Andy Murray gewinnt in einem dramatischen Finale gegen Novak Djokovic die US Open und siegt als erster Brite seit Fred Perry bei einem Grand-Slam-Turnier. Die vier Endspiele zuvor hatte er alle verloren, zuletzt im Juli gegen Roger Federer in Wimbledon.

Murray war bereits im Begriff, zur tragischen Figur zu werden, als er sich Anfang 2012 – für die Szene völlig überraschend – die Trainer-Dienste des nach seiner aktiven Laufbahn komplett abgetauchten gebürtigen Ostrauers sicherte. Er habe, so glaubten die ehemaligen Tennis-Größen John McEnroe und Boris Becker, keine entscheidende Waffe, um ein Grand-Slam-Turnier zu gewinnen. Und tatsächlich schien für den 25-Jährigen im Quartett der besten Spieler hinter Federer, Nadel und Djokovic (in wechselnder Reihenfolge) der vierte Platz zementiert zu sein. Das Wort vom Grand-Slam-Fluch des Schotten machte die Runde.

Daran schien zunächst auch der neue Coach nichts ändern zu können. Die Wende brachte ausgerechnet der Rasen von Wimbledon, der Lendl, den Sieger von Melbourne, Paris und Flushing Meadow zu einem „Unvollendeten“ gemacht hatte. Der Olympiasieg an dieser traditionsreichen Stätte, an der die Briten seit einer gefühlten Ewigkeit auf einen Heimsieg warten, löste offenbar die Barriere in Murrays Kopf.

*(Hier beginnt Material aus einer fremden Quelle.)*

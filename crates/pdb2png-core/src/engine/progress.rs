use std::fmt;

/// The stages of a single render, in the order the workflow runs them.
#[derive(Debug, Clone, Copy, PartialEq, Eq)]
pub enum RenderPhase {
    Loading,
    Coloring,
    Framing,
    Styling,
    RayTracing,
    Saving,
}

impl RenderPhase {
    pub fn label(self) -> &'static str {
        match self {
            RenderPhase::Loading => "Loading structure",
            RenderPhase::Coloring => "Coloring chains",
            RenderPhase::Framing => "Framing scene",
            RenderPhase::Styling => "Applying style",
            RenderPhase::RayTracing => "Ray tracing",
            RenderPhase::Saving => "Saving image",
        }
    }
}

impl fmt::Display for RenderPhase {
    fn fmt(&self, f: &mut fmt::Formatter<'_>) -> fmt::Result {
        f.write_str(self.label())
    }
}

#[derive(Debug, Clone, PartialEq)]
pub enum Progress {
    PhaseStart(RenderPhase),
    PhaseFinish(RenderPhase),
    Message(String),
}

pub type ProgressCallback<'a> = Box<dyn Fn(Progress) + Send + Sync + 'a>;

/// Forwards workflow progress to an optional front-end callback.
#[derive(Default)]
pub struct ProgressReporter<'a> {
    callback: Option<ProgressCallback<'a>>,
}

impl<'a> ProgressReporter<'a> {
    pub fn new() -> Self {
        Self::default()
    }

    pub fn with_callback(callback: ProgressCallback<'a>) -> Self {
        Self {
            callback: Some(callback),
        }
    }

    #[inline]
    pub fn report(&self, event: Progress) {
        if let Some(cb) = &self.callback {
            cb(event);
        }
    }

    pub fn start(&self, phase: RenderPhase) {
        self.report(Progress::PhaseStart(phase));
    }

    pub fn finish(&self, phase: RenderPhase) {
        self.report(Progress::PhaseFinish(phase));
    }

    pub fn message(&self, message: impl Into<String>) {
        self.report(Progress::Message(message.into()));
    }
}

#[cfg(test)]
mod tests {
    use super::*;
    use std::sync::{Arc, Mutex};

    #[test]
    fn silent_reporter_accepts_events() {
        let reporter = ProgressReporter::new();
        reporter.start(RenderPhase::Loading);
        reporter.finish(RenderPhase::Loading);
    }

    #[test]
    fn callback_receives_events_in_order() {
        let events = Arc::new(Mutex::new(Vec::new()));
        let sink = events.clone();
        let reporter = ProgressReporter::with_callback(Box::new(move |p: Progress| {
            sink.lock().unwrap().push(p);
        }));

        reporter.start(RenderPhase::RayTracing);
        reporter.message("1600x1600");
        reporter.finish(RenderPhase::RayTracing);

        assert_eq!(
            *events.lock().unwrap(),
            vec![
                Progress::PhaseStart(RenderPhase::RayTracing),
                Progress::Message("1600x1600".to_string()),
                Progress::PhaseFinish(RenderPhase::RayTracing),
            ]
        );
    }
}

Das späte Glück des Andy Murray

Der Triumph von New York steht jedoch für mehr als bloß das späte Glück des Andy Murray. Es bestätigte die neue Blüte des Männer-Tennis, das in diesem Jahr mit vier verschiedenen Siegern in den vier Grand-Slam-Turnieren so aufregend war wie lange nicht mehr. Dass diese Entwicklung in Deutschland kaum wahrgenommen wird, ist nicht zuletzt der Ignoranz der öffentlich-rechtlichen Fernsehsender geschuldet. Immerhin hat dieser Sport mit Sean Connery weltweit jetzt einen neuen Fürsprecher gefunden.

Dass Ivan Lendl auch angesichts des historischen Siegs seines Schützlings nach Auffassung aller Beobachter keine Miene verzog, sah Murray übrigens anders. Er wollte „fast ein Lächeln“ bei seinem Coach beobachtet haben. Die beiden scheinen sich wirklich zu verstehen.